Niestety te wszystkie krytyczne opinie pojawiają się głównie ze strony polityków Prawa i Sprawiedliwości w stosunku do KOD-u, one są nieuprawnione. Kilka tygodni rządów PiS pokazuje, że konstytucja nie ma dla nich żadnego znaczenia. Podział władzy nie ma znaczenia. Przecież to sami politycy PiS doprowadzili do tego, że tyle osób wyszło na ulice. Oni nie protestują w imieniu jakiejkolwiek partii – protestują przeciw łamaniu podstawowych standardów.
My na co dzień obserwujemy to w parlamencie. Ale ludzie nie pozostają bierni. Bo zdają sobie sprawę, że skoro jednej nocy można przeprocedować najważniejszego bezpiecznik w państwie, to kolejnej nocy mogą się pokusić zmiany np. inwigilowania obywateli, kwestii związanych z zatrzymywaniem bez nakazów i przetrzymywania w tymczasowych aresztach przez dłuższy czas.
Czy to droga do autorytarnych rządów?
To wszystko co dzieje się w tych dniach w sejmie, a na co pozwala prezydent, podpisując wszystko co z tego sejmu wychodzi, to jest prosta droga do tego, żeby obalić jedyny filar, który nie jest zależny od Prawa i Sprawiedliwości, bo nigdy nie był zależny od polityków, czyli Trybunał Konstytucyjny. PiS ma bezwzględną większość w sejmie, ale nie daje im to prawa do łamania konstytucji. To nie są puste słowa. Jeżeli nie będzie TK, to nie będzie żadnej kontroli nad większością i łamania konstytucji
Co będzie dalej?
Liczę na opamiętanie się władz. Nie jestem psychologiem, ale mam wrażenie, że wszystko co realizuje na polecenie Jarosława Kaczyńskiego większość sejmowa i co niestety robi prezydent, jest próbą odbicia sobie tego, że wtedy, kiedy walczono o wolność, to Jarosław Kaczyński był mało aktywny i nie zasłynął ze swojego bohaterstwa. Teraz chce to nadrabiać wywołując podziały w społeczeństwie, kreując jakiegoś bliżej nieokreślonego wroga, a o wszystkich przeciwnikach mówić, że stoją przeciwko narodowi. To pokazuje że dla prezesa PiS nie ma świętości.
Już raz mieliśmy do czynienia ze zwłoką w zaprzysiężeniu sędziego TK. Za czasów prezydenta Lecha Kaczyńskiego który wstrzymał się z zaprzysiężeniem Lidii Bagińskiej ponad dwa miesiące. Tym precedensem PiS tłumaczy obecną zwłokę prezydenta Dudy. Czy dla pana to przekonująca opinia konstytucyjna?

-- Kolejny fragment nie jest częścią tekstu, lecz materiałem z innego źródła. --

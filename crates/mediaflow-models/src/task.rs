//! Processing task models.
//!
//! A [`ProcessingTask`] is the durable record the worker pool leases,
//! executes and resolves. Its lifecycle:
//!
//! ```text
//! PENDING --claim--> RUNNING --ok--> SUCCEEDED
//!    ^                  |
//!    |                  +--recoverable, budget left--> RETRY --claim--> RUNNING
//!    |                  +--budget exhausted----------> FAILED
//! ```

use chrono::{DateTime, Utc};
use serde::{Deserialize, Serialize};
use std::fmt;
use std::str::FromStr;
use thiserror::Error;
use uuid::Uuid;

use crate::keys::output_key;
use crate::media::MediaId;

/// Unique identifier for a processing task.
#[derive(Debug, Clone, PartialEq, Eq, Hash, PartialOrd, Ord, Serialize, Deserialize)]
#[serde(transparent)]
pub struct TaskId(pub String);

impl TaskId {
    /// Generate a new random task ID.
    pub fn new() -> Self {
        Self(Uuid::new_v4().to_string())
    }

    /// Create from an existing string.
    pub fn from_string(s: impl Into<String>) -> Self {
        Self(s.into())
    }

    /// Get the inner string.
    pub fn as_str(&self) -> &str {
        &self.0
    }
}

impl Default for TaskId {
    fn default() -> Self {
        Self::new()
    }
}

impl fmt::Display for TaskId {
    fn fmt(&self, f: &mut fmt::Formatter<'_>) -> fmt::Result {
        write!(f, "{}", self.0)
    }
}

impl From<&str> for TaskId {
    fn from(s: &str) -> Self {
        Self(s.to_string())
    }
}

/// Unrecognised status string read back from storage.
#[derive(Debug, Clone, Error)]
#[error("unknown status: {0}")]
pub struct ParseStatusError(pub String);

/// Task lifecycle status.
#[derive(Debug, Clone, Copy, PartialEq, Eq, Hash, Serialize, Deserialize, Default)]
#[serde(rename_all = "SCREAMING_SNAKE_CASE")]
pub enum TaskStatus {
    /// Created, never claimed
    #[default]
    Pending,
    /// Leased by a worker
    Running,
    /// Output produced and recorded
    Succeeded,
    /// Retry budget exhausted or permanent failure
    Failed,
    /// Waiting out a backoff window before the next attempt
    Retry,
}

impl TaskStatus {
    pub fn as_str(&self) -> &'static str {
        match self {
            TaskStatus::Pending => "PENDING",
            TaskStatus::Running => "RUNNING",
            TaskStatus::Succeeded => "SUCCEEDED",
            TaskStatus::Failed => "FAILED",
            TaskStatus::Retry => "RETRY",
        }
    }

    /// No claim, retry or mutation happens once a terminal state is reached.
    pub fn is_terminal(&self) -> bool {
        matches!(self, TaskStatus::Succeeded | TaskStatus::Failed)
    }

    /// Statuses from which a task may be claimed once its lease is clear.
    pub fn is_claimable(&self) -> bool {
        matches!(self, TaskStatus::Pending | TaskStatus::Retry)
    }
}

impl fmt::Display for TaskStatus {
    fn fmt(&self, f: &mut fmt::Formatter<'_>) -> fmt::Result {
        write!(f, "{}", self.as_str())
    }
}

impl FromStr for TaskStatus {
    type Err = ParseStatusError;

    fn from_str(s: &str) -> Result<Self, Self::Err> {
        match s {
            "PENDING" => Ok(TaskStatus::Pending),
            "RUNNING" => Ok(TaskStatus::Running),
            "SUCCEEDED" => Ok(TaskStatus::Succeeded),
            "FAILED" => Ok(TaskStatus::Failed),
            "RETRY" => Ok(TaskStatus::Retry),
            other => Err(ParseStatusError(other.to_string())),
        }
    }
}

/// Durable task record.
#[derive(Debug, Clone, PartialEq, Serialize, Deserialize)]
pub struct ProcessingTask {
    /// Task identity, embedded in the transport pointer
    pub id: TaskId,
    /// Parent media item
    pub media_id: MediaId,
    /// Pipeline stage identifier
    pub step: String,
    /// Lifecycle status
    pub status: TaskStatus,
    /// Failed attempts so far
    pub retry_count: u32,
    /// Object key consumed by the work unit
    pub input_key: String,
    /// Object key the work unit must produce
    pub output_key: String,
    /// Current or last claimant
    pub lock_owner: Option<String>,
    /// Lease expiry
    pub lock_until: Option<DateTime<Utc>>,
    /// Most recent failure description
    pub last_error: Option<String>,
    /// Creation timestamp
    pub created_at: DateTime<Utc>,
    /// Last update timestamp
    pub updated_at: DateTime<Utc>,
}

impl ProcessingTask {
    /// Admission condition: eligible status and no live lease at `now`.
    pub fn is_claimable_at(&self, now: DateTime<Utc>) -> bool {
        self.status.is_claimable() && self.lock_until.map_or(true, |until| until < now)
    }

    /// True if a lease is held at `now`.
    pub fn is_leased_at(&self, now: DateTime<Utc>) -> bool {
        self.lock_until.is_some_and(|until| until >= now)
    }
}

/// Insert payload for a new task row.
#[derive(Debug, Clone, PartialEq, Serialize, Deserialize)]
pub struct NewTask {
    pub id: TaskId,
    pub media_id: MediaId,
    pub step: String,
    pub input_key: String,
    pub output_key: String,
}

impl NewTask {
    /// Build a task for `step` with the deterministic output key for the pair.
    pub fn new(media_id: MediaId, step: impl Into<String>, input_key: impl Into<String>) -> Self {
        let step = step.into();
        Self {
            id: TaskId::new(),
            output_key: output_key(&media_id, &step),
            media_id,
            step,
            input_key: input_key.into(),
        }
    }

    /// Materialise the row as it looks right after insertion.
    pub fn into_record(self, now: DateTime<Utc>) -> ProcessingTask {
        ProcessingTask {
            id: self.id,
            media_id: self.media_id,
            step: self.step,
            status: TaskStatus::Pending,
            retry_count: 0,
            input_key: self.input_key,
            output_key: self.output_key,
            lock_owner: None,
            lock_until: None,
            last_error: None,
            created_at: now,
            updated_at: now,
        }
    }
}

TK w 2 wyrokach stwierdził wyraźnie, że Prezydent RP ma obowiązek niezwłocznego przyjęcia ślubowania od 3 sędziów, którzy zostali wybrani zgodnie z konstytucją i procedurą parlamentarną. Andrzej Duda i żaden prezydent nie ma prawa w tym zakresie kontrolować sejmu, bo tylko sejm jest podmiotem, który wybiera na 9 lat sędziów Trybunału. Ostatnio dowiedzieliśmy się, że profesor, który napisał opinię dla prezydenta, w której stwierdza jakoby nie musiał przyjmować tego ślubowania, został przez PiS mianowany szefem Biura Analiz Sejmowych.

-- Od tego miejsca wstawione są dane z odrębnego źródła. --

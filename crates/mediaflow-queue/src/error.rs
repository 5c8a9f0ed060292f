//! Queue error types.

use mediaflow_db::DbError;
use mediaflow_models::MessageError;
use thiserror::Error;

pub type QueueResult<T> = Result<T, QueueError>;

#[derive(Debug, Error)]
pub enum QueueError {
    #[error("Connection failed: {0}")]
    ConnectionFailed(String),

    #[error("Publish failed: {0}")]
    PublishFailed(String),

    #[error("Transport unavailable: {0}")]
    Unavailable(String),

    #[error("Unknown delivery: {0}")]
    UnknownDelivery(String),

    #[error("Redis error: {0}")]
    Redis(#[from] redis::RedisError),

    #[error("Message error: {0}")]
    Message(#[from] MessageError),

    #[error("Task store error: {0}")]
    Store(#[from] DbError),
}

impl QueueError {
    pub fn connection_failed(msg: impl Into<String>) -> Self {
        Self::ConnectionFailed(msg.into())
    }

    pub fn publish_failed(msg: impl Into<String>) -> Self {
        Self::PublishFailed(msg.into())
    }

    /// Infrastructure hiccups worth another attempt.
    pub fn is_retryable(&self) -> bool {
        match self {
            QueueError::ConnectionFailed(_)
            | QueueError::PublishFailed(_)
            | QueueError::Unavailable(_)
            | QueueError::Store(_) => true,
            QueueError::Redis(e) => e.is_io_error() || e.is_timeout() || e.is_connection_dropped(),
            QueueError::UnknownDelivery(_) | QueueError::Message(_) => false,
        }
    }
}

PiS przekupuje stanowiskami?
Stosuje bardzo prostą zasadę: jeśli ktoś napisze fajną opinię, która jest podważana przez większość konstytucjonalistów, to dostaje fajne stanowisko. To szczyt wszystkiego, by płacić odpowiedzialnymi stanowiskami za pisanie odpowiednich opinii. Bo do tego to się teraz sprowadza. Na posiedzeniu Komisji Ustawodawczej powiedziano nam, że to jest nowy szef Biura Analiz Sejmowych, czyli komórki sejmowej odpowiedzialnej za to, żeby wykazać kiedy jest łamana konstytucja, a kiedy nie. Tą osoba jest właśnie ten pan, który pisał opinię, że prezydent mógłby nie przyjąć przyrzeczenia.
Oczywiście, nie ma czegoś takiego. Jeżeli Prezydent miał wątpliwości, mógł skorzystać z konstytucyjnego prawa i złożyć wniosek do TK. Natomiast sam nie może decydować. Dlatego, że tym oto sposobem byłoby pole do nadużyć. Na przykład prezydent stwierdziłby, że jego zdaniem jakaś ustawa jest niekonstytucyjna, odmówiłby podpisania i nie skierował do TK, to ustawa nie wchodziłaby w życie, bo nie zostałaby podpisana. Albo nawet gdyby prezydent by ustawę podpisał, to premier nie dawałaby jej do publikowania, bo zdaniem jej ustawa jest niezgodna z konstytucja, a i ona by o tym orzekała autorytarnie.